Give only the number of lines in the records below that contain the word "asks".

→ Data supplied:
---------------

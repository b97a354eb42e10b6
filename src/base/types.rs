//! Shared result aliases and the request-scoped values passed between steps.

use std::fmt;

use serde::{Deserialize, Serialize};
use serde_json::Value;

/// Error type used for plumbing throughout the crate.
pub type Err = anyhow::Error;
/// Result alias over [`Err`].
pub type Res<T> = Result<T, Err>;
/// Result alias for operations with no value.
pub type Void = Res<()>;

// Constants.

/// The token that, anywhere in a comment, asks for a ticket.
pub const TRIGGER_TOKEN: &str = "/jira";

/// Issue type used for every created ticket.
pub const ISSUE_TYPE: &str = "Task";

/// Summary used when the issue has no usable title.
pub const DEFAULT_ISSUE_TITLE: &str = "No title provided";
/// Description used when the issue has no usable body.
pub const DEFAULT_ISSUE_DESCRIPTION: &str = "No description provided";

/// Body returned when the comment does not ask for a ticket.
pub const BODY_NO_ACTION: &str = "No action needed";
/// Body returned when the event body is not JSON.
pub const BODY_INVALID_JSON: &str = "Invalid JSON in request body";
/// Body returned when the tracker created the ticket.
pub const BODY_CREATED: &str = "Jira issue created successfully";
/// Body returned for every internal failure.
pub const BODY_INTERNAL_ERROR: &str = "Internal Server Error";

// Inbound.

/// The invocation event as delivered by the function URL / API gateway.
///
/// Only `body` matters; every other field on the proxy event is ignored. The
/// body is kept as a raw value so that a non-string body reaches the handler
/// (and becomes a `400`) instead of failing in the runtime.
#[derive(Debug, Clone, Default, Serialize, Deserialize)]
pub struct InboundEvent {
    /// JSON text of the GitHub webhook; anything but a string is malformed.
    #[serde(default)]
    pub body: Option<Value>,
}

impl InboundEvent {
    /// Wrap a raw webhook body.
    pub fn new(body: impl Into<String>) -> Self {
        Self { body: Some(Value::String(body.into())) }
    }

    /// The body text, if the event carries a string body.
    pub fn body_text(&self) -> Option<&str> {
        self.body.as_ref().and_then(Value::as_str)
    }
}

/// The parts of a GitHub `issue_comment` webhook that the bot reads.
///
/// Fields are looked up leniently: a missing, null, or wrongly typed field
/// takes its default rather than failing the whole payload.
#[derive(Debug, Clone, Default)]
pub struct IssueCommentPayload {
    raw: Value,
}

impl IssueCommentPayload {
    /// Parse the payload out of a raw event body; fails only on invalid JSON.
    pub fn from_body(body: &str) -> Res<Self> {
        Ok(Self { raw: serde_json::from_str(body)? })
    }

    fn text_at(&self, object: &str, field: &str) -> Option<&str> {
        self.raw.get(object).and_then(|o| o.get(field)).and_then(Value::as_str)
    }

    /// The comment text, or empty when absent.
    pub fn comment_text(&self) -> &str {
        self.text_at("comment", "body").unwrap_or_default()
    }

    /// Whether the comment asks for a ticket.
    pub fn is_triggered(&self) -> bool {
        self.comment_text().contains(TRIGGER_TOKEN)
    }

    /// The issue title, or the placeholder when it is not a string.
    pub fn issue_title(&self) -> &str {
        self.text_at("issue", "title").unwrap_or(DEFAULT_ISSUE_TITLE)
    }

    /// The issue body, or the placeholder when it is not a string.
    pub fn issue_description(&self) -> &str {
        self.text_at("issue", "body").unwrap_or(DEFAULT_ISSUE_DESCRIPTION)
    }
}

// Credentials.

/// Tracker credentials as stored in the secret store.
#[derive(Clone, PartialEq, Eq, Deserialize)]
pub struct TrackerCredentials {
    /// Full issue-creation endpoint (`JIRA_URL`).
    #[serde(rename = "JIRA_URL")]
    pub url: String,
    /// Account email used for basic auth (`JIRA_EMAIL`).
    #[serde(rename = "JIRA_EMAIL")]
    pub email: String,
    /// API token used for basic auth (`JIRA_API_TOKEN`).
    #[serde(rename = "JIRA_API_TOKEN")]
    pub api_token: String,
    /// Project that receives new tickets (`JIRA_PROJECT_KEY`).
    #[serde(rename = "JIRA_PROJECT_KEY")]
    pub project_key: String,
}

impl fmt::Debug for TrackerCredentials {
    fn fmt(&self, f: &mut fmt::Formatter<'_>) -> fmt::Result {
        f.debug_struct("TrackerCredentials")
            .field("url", &self.url)
            .field("email", &self.email)
            .field("api_token", &"<redacted>")
            .field("project_key", &self.project_key)
            .finish()
    }
}

// Outbound.

/// The handler's reply to the event source.
#[derive(Debug, Clone, PartialEq, Eq, Serialize, Deserialize)]
pub struct HandlerResponse {
    /// HTTP status code for the event source.
    #[serde(rename = "statusCode")]
    pub status_code: u16,
    /// Plain body text, or the tracker's raw body when passed through.
    pub body: String,
}

impl HandlerResponse {
    /// A response with an arbitrary status and body.
    pub fn new(status_code: u16, body: impl Into<String>) -> Self {
        Self { status_code, body: body.into() }
    }

    /// `200`: the comment did not ask for a ticket.
    pub fn no_action() -> Self {
        Self::new(200, BODY_NO_ACTION)
    }

    /// `201`: the tracker created the ticket.
    pub fn created() -> Self {
        Self::new(201, BODY_CREATED)
    }

    /// `400`: the event body is missing or not JSON.
    pub fn invalid_json() -> Self {
        Self::new(400, BODY_INVALID_JSON)
    }

    /// `500`: any credential, network, or unexpected failure.
    pub fn internal_error() -> Self {
        Self::new(500, BODY_INTERNAL_ERROR)
    }
}

// Tests.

---------------

→ Answer space:
2